Many climate scientists now believe that dramatic changes in global temperature occurred in as little as a decade or even a few years. While temperature changes would have been more pronounced closer to the poles, the flip from a warmer interstadial into a cooler stadial would have had severe impacts right across the planet’s surface, resulting in declining rainfall, fierce winds and dust storms, vast forest fires and collapsing animal populations.[22] Time and time again, early humans would have had to face the rapid onset of such conditions, far enough apart to rule out any continuity of experience or cultural memory.
So extreme are the transformations associated with successive climate shifts that they can be summoned to explain just about any human achievement – from linguistic skills to tool use, social cooperation through to inter-group aggression. What is perhaps more important to grasp is the sheer improbability of surviving through a single major climatic change, let alone dozens of them. The at once obvious and miraculous implication of this feat, as climatologist William J. Burroughs notes, is that every living human being is the outcome of ‘an unbroken genetic line’ that arcs across several million years of wildly vacillating climate.[23]
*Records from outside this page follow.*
//! chunkyard agent entry point.

mod app;
mod config;

use tracing_subscriber::EnvFilter;

fn main() -> anyhow::Result<()> {
    // Initialize structured logging.
    tracing_subscriber::fmt()
        .with_env_filter(
            EnvFilter::try_from_default_env().unwrap_or_else(|_| EnvFilter::new("info")),
        )
        .init();

    tracing::info!(
        version = env!("CARGO_PKG_VERSION"),
        "starting chunkyard agent"
    );

    let config = config::Config::load()?;
    tracing::info!(
        port = config.port,
        upload_dir = %config.upload_dir.display(),
        "configuration loaded"
    );

    let rt = tokio::runtime::Runtime::new()?;
    rt.block_on(app::run(config))?;

    tracing::info!("agent shut down cleanly");
    Ok(())
}
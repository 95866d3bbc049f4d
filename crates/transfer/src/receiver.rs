use std::path::PathBuf;

use chunkyard_protocol::constants::DEFAULT_FILENAME;
use chunkyard_protocol::{ChunkStatus, UploadProgress};
use tokio::io::AsyncRead;

use crate::{
    ChunkWriter, ErrorClass, RangeDescriptor, SessionRegistry, StorageAllocator, TransferError,
    is_complete, normalize_identifier,
};

/// One incoming chunk as delivered by the request boundary.
#[derive(Debug)]
pub struct ChunkRequest<R> {
    /// File identifier; [`DEFAULT_FILENAME`] when absent.
    pub identifier: Option<String>,
    /// Raw `Content-Range` value.
    pub content_range: Option<String>,
    /// Declared payload length.
    pub content_length: Option<u64>,
    /// Payload stream.
    pub body: R,
}

/// Result of an accepted chunk.
#[derive(Debug, Clone, PartialEq, Eq)]
pub enum ChunkOutcome {
    /// Chunk stored; the transfer continues.
    Partial(UploadProgress),
    /// Chunk stored and the declared total reached; the session is gone.
    Complete(UploadProgress),
}

impl ChunkOutcome {
    pub fn status(&self) -> ChunkStatus {
        match self {
            Self::Partial(_) => ChunkStatus::Partial,
            Self::Complete(_) => ChunkStatus::Complete,
        }
    }

    pub fn progress(&self) -> &UploadProgress {
        match self {
            Self::Partial(p) | Self::Complete(p) => p,
        }
    }

    pub fn is_complete(&self) -> bool {
        matches!(self, Self::Complete(_))
    }
}

/// Reassembles files from independently delivered chunks.
///
/// Owns the session registry, the storage allocator and the chunk writer.
/// Shared between request handlers behind an `Arc`.
pub struct ChunkReceiver {
    registry: SessionRegistry,
    storage: StorageAllocator,
    writer: ChunkWriter,
}

impl ChunkReceiver {
    /// Creates a receiver storing files under `root`.
    pub fn new(root: impl Into<PathBuf>) -> Self {
        Self::with_writer(root, ChunkWriter::default())
    }

    pub fn with_writer(root: impl Into<PathBuf>, writer: ChunkWriter) -> Self {
        Self {
            registry: SessionRegistry::new(),
            storage: StorageAllocator::new(root),
            writer,
        }
    }

    pub fn registry(&self) -> &SessionRegistry {
        &self.registry
    }

    pub fn storage(&self) -> &StorageAllocator {
        &self.storage
    }

    /// Handles one chunk end to end.
    ///
    /// Metadata is validated before any state is touched. The session is
    /// created (and the file allocated) under the identifier's lock, the
    /// payload is written without holding it, and the byte count is only
    /// advanced once the write is flushed. Any error leaves the session's
    /// byte count as it was, so the client can resend the same range.
    pub async fn receive_chunk<R>(
        &self,
        request: ChunkRequest<R>,
    ) -> Result<ChunkOutcome, TransferError>
    where
        R: AsyncRead + Unpin,
    {
        let identifier = request
            .identifier
            .unwrap_or_else(|| DEFAULT_FILENAME.to_string());

        let result = self
            .receive_inner(&identifier, request.content_range, request.content_length, request.body)
            .await;

        if let Err(e) = &result {
            match e.class() {
                ErrorClass::ClientProtocol => {
                    tracing::warn!(%identifier, "chunk rejected: {e}");
                }
                ErrorClass::Storage => {
                    tracing::error!(%identifier, "chunk failed: {e}");
                }
                ErrorClass::InternalInconsistency => {
                    tracing::error!(%identifier, "registry inconsistency: {e}");
                }
            }
        }
        result
    }

    async fn receive_inner<R>(
        &self,
        identifier: &str,
        content_range: Option<String>,
        content_length: Option<u64>,
        body: R,
    ) -> Result<ChunkOutcome, TransferError>
    where
        R: AsyncRead + Unpin,
    {
        // -- Validate metadata: no state touched yet --
        let header = content_range.ok_or(TransferError::MissingRange)?;
        let range = RangeDescriptor::parse(&header)?;
        let declared = content_length.ok_or(TransferError::MissingContentLength)?;
        if declared != range.len() {
            return Err(TransferError::RangeLengthMismatch {
                expected: range.len(),
                actual: declared,
            });
        }
        let key = normalize_identifier(identifier)?;
        let path = self.storage.destination(&key)?;

        // -- Obtain or create the session, allocating storage on first use --
        let ticket = {
            let mut guard = self.registry.lock(&key).await;
            let session = guard
                .get_or_create_with(range.total, |allocation| {
                    self.storage.prepare(&path, allocation)
                })
                .await?;
            if let Some(total) = session.total_size
                && range.end >= total
            {
                return Err(TransferError::InvalidRangeBounds {
                    start: range.start,
                    end: range.end,
                    total: Some(total),
                });
            }
            guard.begin_write()?
        };

        // -- Stream the payload to its offset, outside the lock --
        // An early return drops the ticket, which releases the pending write.
        let written = self.writer.write_chunk(&path, &range, body).await?;

        // -- Record confirmed bytes and decide completion --
        let mut guard = self.registry.lock(&key).await;
        let session = guard.finish_write(ticket, &range, written)?;
        tracing::debug!(
            identifier = %key,
            %range,
            received = session.bytes_received,
            total = ?session.total_size,
            "chunk accepted"
        );

        if is_complete(&session) {
            let done = guard
                .complete()
                .ok_or_else(|| TransferError::SessionVanished(key.clone()))?;
            tracing::info!(identifier = %key, bytes = done.bytes_received, "upload complete");
            Ok(ChunkOutcome::Complete(done.progress()))
        } else {
            Ok(ChunkOutcome::Partial(session.progress()))
        }
    }

    /// Returns progress for an in-flight transfer.
    pub async fn progress(&self, identifier: &str) -> Option<UploadProgress> {
        let key = normalize_identifier(identifier).ok()?;
        self.registry.snapshot(&key).await.map(|s| s.progress())
    }

    /// Explicitly completes a transfer.
    ///
    /// Meant for transfers whose total was never declared. A transfer with a
    /// known total can only be finalized once that total has been received
    /// (which normally completes it on its own). Refused while chunk writes
    /// for the transfer are still in progress.
    pub async fn finalize(&self, identifier: &str) -> Result<UploadProgress, TransferError> {
        let key = normalize_identifier(identifier)?;
        let no_upload = || TransferError::NoActiveUpload(key.clone());

        let mut guard = self
            .registry
            .lock_existing(&key)
            .await
            .ok_or_else(no_upload)?;
        let session = guard.session().ok_or_else(no_upload)?;

        let pending = guard.writes_in_flight();
        if pending > 0 {
            return Err(TransferError::WritesInFlight {
                identifier: key.clone(),
                count: pending,
            });
        }
        if let Some(total) = session.total_size
            && session.bytes_received < total
        {
            return Err(TransferError::Incomplete {
                received: session.bytes_received,
                total,
            });
        }

        let done = guard.complete().ok_or_else(no_upload)?;
        tracing::info!(
            identifier = %key,
            bytes = done.bytes_received,
            "upload finalized by client"
        );
        Ok(done.progress())
    }
}
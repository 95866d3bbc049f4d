use std::io;

use axum::http::StatusCode;
use axum::response::{IntoResponse, Response};

use chunkyard_transfer::{ErrorClass, TransferError};

/// Error returned by the request handlers, rendered as a plain-text body.
#[derive(Debug)]
pub struct ApiError(pub TransferError);

impl ApiError {
    /// HTTP status for the wrapped error.
    pub fn status(&self) -> StatusCode {
        match &self.0 {
            TransferError::NoActiveUpload(_) => StatusCode::NOT_FOUND,
            TransferError::SessionEnded(_) | TransferError::WritesInFlight { .. } => {
                StatusCode::CONFLICT
            }
            TransferError::PayloadRead(e) if e.kind() == io::ErrorKind::TimedOut => {
                StatusCode::REQUEST_TIMEOUT
            }
            e => match e.class() {
                ErrorClass::ClientProtocol => StatusCode::BAD_REQUEST,
                ErrorClass::Storage | ErrorClass::InternalInconsistency => {
                    StatusCode::INTERNAL_SERVER_ERROR
                }
            },
        }
    }
}

impl From<TransferError> for ApiError {
    fn from(e: TransferError) -> Self {
        Self(e)
    }
}

impl IntoResponse for ApiError {
    fn into_response(self) -> Response {
        (self.status(), self.0.to_string()).into_response()
    }
}
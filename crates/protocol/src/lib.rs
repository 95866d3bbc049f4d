pub mod constants;
pub mod types;

// Re-export primary types for convenience.
pub use types::{ChunkStatus, UploadProgress, UploadStatus};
This still novel sense of the precariousness of the human lineage offers a poignant counterpoint to any lingering assumption that some branches of humanity have an innate capacity to make something of themselves not shared by others. But the perplexities of paleoanthropology and paleocliamtilogy seem to do something other than simply fuse us into a panhuman unity. For around 99% of the time span currently attributed to the genus Homo, multiple species have made up the human family. So whenever evidence from human biology is rolled out to make the case that ‘The differences attributable to “race” within a population are as great as that between racially defined populations’[24], it is important to remember that this claim depends on the contingent condition of a single surviving human species. As an assertion of unity, it teeters on the shaky foundation of successive extinctions. Although, as we will shortly show, even the finality of what we think of as ‘extinction’ may now require some revision.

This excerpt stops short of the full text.